### The task
Repeat verbatim, and only, the lines of the data below, beginning at the line that contains "expiry is configured." and stopping after the line that contains "pub fn issue(&self, user_id: &str)".

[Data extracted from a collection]
//! Session Token Service
//!
//! HS256 JWT issuance and validation. Tokens carry the subject as `userId`
//! and are time-unbounded unless an expiry is configured.

use chrono::{Duration, Utc};
use jsonwebtoken::{decode, encode, Algorithm, DecodingKey, EncodingKey, Header, Validation};
use serde::{Deserialize, Serialize};
use tracing::info;

use crate::shared::error::{PlatformError, Result};

/// Claims carried by a session token
#[derive(Debug, Clone, Serialize, Deserialize)]
pub struct SessionClaims {
    /// Subject (user ID)
    #[serde(rename = "userId")]
    pub user_id: String,

    /// Issuer
    pub iss: String,

    /// Issued at (Unix timestamp)
    pub iat: i64,

    /// Expiration time (Unix timestamp), absent for non-expiring tokens
    #[serde(default, skip_serializing_if = "Option::is_none")]
    pub exp: Option<i64>,
}

/// Immutable token configuration, built once at startup
#[derive(Debug, Clone)]
pub struct AuthConfig {
    /// HMAC secret for HS256
    pub secret_key: String,

    /// Token issuer
    pub issuer: String,

    /// Token lifetime in seconds; `None` issues tokens without `exp`
    pub token_expiry_secs: Option<i64>,
}

impl Default for AuthConfig {
    fn default() -> Self {
        Self {
            secret_key: String::new(),
            issuer: "talentcircle".to_string(),
            token_expiry_secs: None,
        }
    }
}

pub struct TokenService {
    config: AuthConfig,
    encoding_key: EncodingKey,
    decoding_key: DecodingKey,
}

impl TokenService {
    pub fn new(config: AuthConfig) -> Self {
        let encoding_key = EncodingKey::from_secret(config.secret_key.as_bytes());
        let decoding_key = DecodingKey::from_secret(config.secret_key.as_bytes());

        info!(
            issuer = %config.issuer,
            expiring = config.token_expiry_secs.is_some(),
            "TokenService initialized with HS256"
        );

        Self {
            config,
            encoding_key,
            decoding_key,
        }
    }

    /// Issue a token for the given subject
    pub fn issue(&self, user_id: &str) -> Result<String> {
        let now = Utc::now();
        let claims = SessionClaims {
            user_id: user_id.to_string(),
            iss: self.config.issuer.clone(),
            iat: now.timestamp(),
            exp: self
                .config
                .token_expiry_secs
                .map(|secs| (now + Duration::seconds(secs)).timestamp()),
        };

        encode(&Header::new(Algorithm::HS256), &claims, &self.encoding_key)
            .map_err(|e| PlatformError::internal(format!("Failed to encode JWT: {}", e)))
    }

    /// Validate a token and return its subject
    pub fn verify(&self, token: &str) -> Result<String> {
        self.validate_claims(token).map(|claims| claims.user_id)
    }

    pub fn validate_claims(&self, token: &str) -> Result<SessionClaims> {
        let mut validation = Validation::new(Algorithm::HS256);
        validation.set_issuer(&[&self.config.issuer]);
        if self.config.token_expiry_secs.is_none() {
            validation.validate_exp = false;
            validation.required_spec_claims.clear();
        }

        let claims = decode::<SessionClaims>(token, &self.decoding_key, &validation)
            .map(|data| data.claims)
            .map_err(|e| match e.kind() {
                jsonwebtoken::errors::ErrorKind::ExpiredSignature => PlatformError::TokenExpired,
                _ => PlatformError::InvalidToken { message: e.to_string() },
            })?;

        if claims.user_id.is_empty() {
            return Err(PlatformError::InvalidToken { message: "token has no subject".to_string() });
        }
        Ok(claims)
    }
}

/// Extract bearer token from Authorization header
pub fn extract_bearer_token(auth_header: &str) -> Option<&str> {
    auth_header
        .strip_prefix("Bearer ")
        .map(str::trim)
        .filter(|t| !t.is_empty())
}

#[cfg(test)]
mod tests {
    use super::*;
    use crate::shared::error::ErrorKind;

    fn config(expiry: Option<i64>) -> AuthConfig {
        AuthConfig {
            secret_key: "test-secret".to_string(),
            issuer: "talentcircle".to_string(),
            token_expiry_secs: expiry,
        }
    }

    #[test]
    fn test_issue_and_verify() {
        let service = TokenService::new(config(None));
        let token = service.issue("0HZXEQ5Y8JY5Z").unwrap();

        assert_eq!(service.verify(&token).unwrap(), "0HZXEQ5Y8JY5Z");
        let claims = service.validate_claims(&token).unwrap();
        assert!(claims.exp.is_none());
    }

    #[test]
    fn test_expiring_token_carries_exp() {
        let service = TokenService::new(config(Some(3600)));
        let token = service.issue("user-1").unwrap();

        let claims = service.validate_claims(&token).unwrap();
        let exp = claims.exp.unwrap();
        assert!(exp > claims.iat);
    }

    #[test]
    fn test_expired_token_rejected() {
        let service = TokenService::new(config(Some(60)));
        let past = Utc::now().timestamp() - 3600;
        let claims = SessionClaims {
            user_id: "user-1".to_string(),
            iss: "talentcircle".to_string(),
            iat: past - 60,
            exp: Some(past),
        };
        let token = encode(&Header::new(Algorithm::HS256), &claims, &service.encoding_key).unwrap();

        let err = service.verify(&token).unwrap_err();
        assert!(matches!(err, PlatformError::TokenExpired));
        assert_eq!(err.kind(), ErrorKind::Unauthenticated);
    }

    #[test]
    fn test_wrong_secret_rejected() {
        let issuer = TokenService::new(config(None));
        let other = TokenService::new(AuthConfig { secret_key: "other".to_string(), ..config(None) });

        let token = issuer.issue("user-1").unwrap();
        assert!(matches!(other.verify(&token), Err(PlatformError::InvalidToken { .. })));
    }

    #[test]
    fn test_wrong_issuer_rejected() {
        let issuer = TokenService::new(AuthConfig { issuer: "elsewhere".to_string(), ..config(None) });
        let verifier = TokenService::new(config(None));

        let token = issuer.issue("user-1").unwrap();
        assert!(verifier.verify(&token).is_err());
    }

    #[test]
    fn test_malformed_token_rejected() {
        let service = TokenService::new(config(None));
        let err = service.verify("not.a.jwt").unwrap_err();
        assert_eq!(err.kind(), ErrorKind::Unauthenticated);
    }

    #[test]
    fn test_extract_bearer_token() {
        assert_eq!(extract_bearer_token("Bearer abc123"), Some("abc123"));
        assert_eq!(extract_bearer_token("Bearer "), None);
        assert_eq!(extract_bearer_token("bearer abc123"), None);
        assert_eq!(extract_bearer_token("Basic abc123"), None);
    }
}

### Output
//! and are time-unbounded unless an expiry is configured.

use chrono::{Duration, Utc};
use jsonwebtoken::{decode, encode, Algorithm, DecodingKey, EncodingKey, Header, Validation};
use serde::{Deserialize, Serialize};
use tracing::info;

use crate::shared::error::{PlatformError, Result};

/// Claims carried by a session token
#[derive(Debug, Clone, Serialize, Deserialize)]
pub struct SessionClaims {
    /// Subject (user ID)
    #[serde(rename = "userId")]
    pub user_id: String,

    /// Issuer
    pub iss: String,

    /// Issued at (Unix timestamp)
    pub iat: i64,

    /// Expiration time (Unix timestamp), absent for non-expiring tokens
    #[serde(default, skip_serializing_if = "Option::is_none")]
    pub exp: Option<i64>,
}

/// Immutable token configuration, built once at startup
#[derive(Debug, Clone)]
pub struct AuthConfig {
    /// HMAC secret for HS256
    pub secret_key: String,

    /// Token issuer
    pub issuer: String,

    /// Token lifetime in seconds; `None` issues tokens without `exp`
    pub token_expiry_secs: Option<i64>,
}

impl Default for AuthConfig {
    fn default() -> Self {
        Self {
            secret_key: String::new(),
            issuer: "talentcircle".to_string(),
            token_expiry_secs: None,
        }
    }
}

pub struct TokenService {
    config: AuthConfig,
    encoding_key: EncodingKey,
    decoding_key: DecodingKey,
}

impl TokenService {
    pub fn new(config: AuthConfig) -> Self {
        let encoding_key = EncodingKey::from_secret(config.secret_key.as_bytes());
        let decoding_key = DecodingKey::from_secret(config.secret_key.as_bytes());

        info!(
            issuer = %config.issuer,
            expiring = config.token_expiry_secs.is_some(),
            "TokenService initialized with HS256"
        );

        Self {
            config,
            encoding_key,
            decoding_key,
        }
    }

    /// Issue a token for the given subject
    pub fn issue(&self, user_id: &str) -> Result<String> {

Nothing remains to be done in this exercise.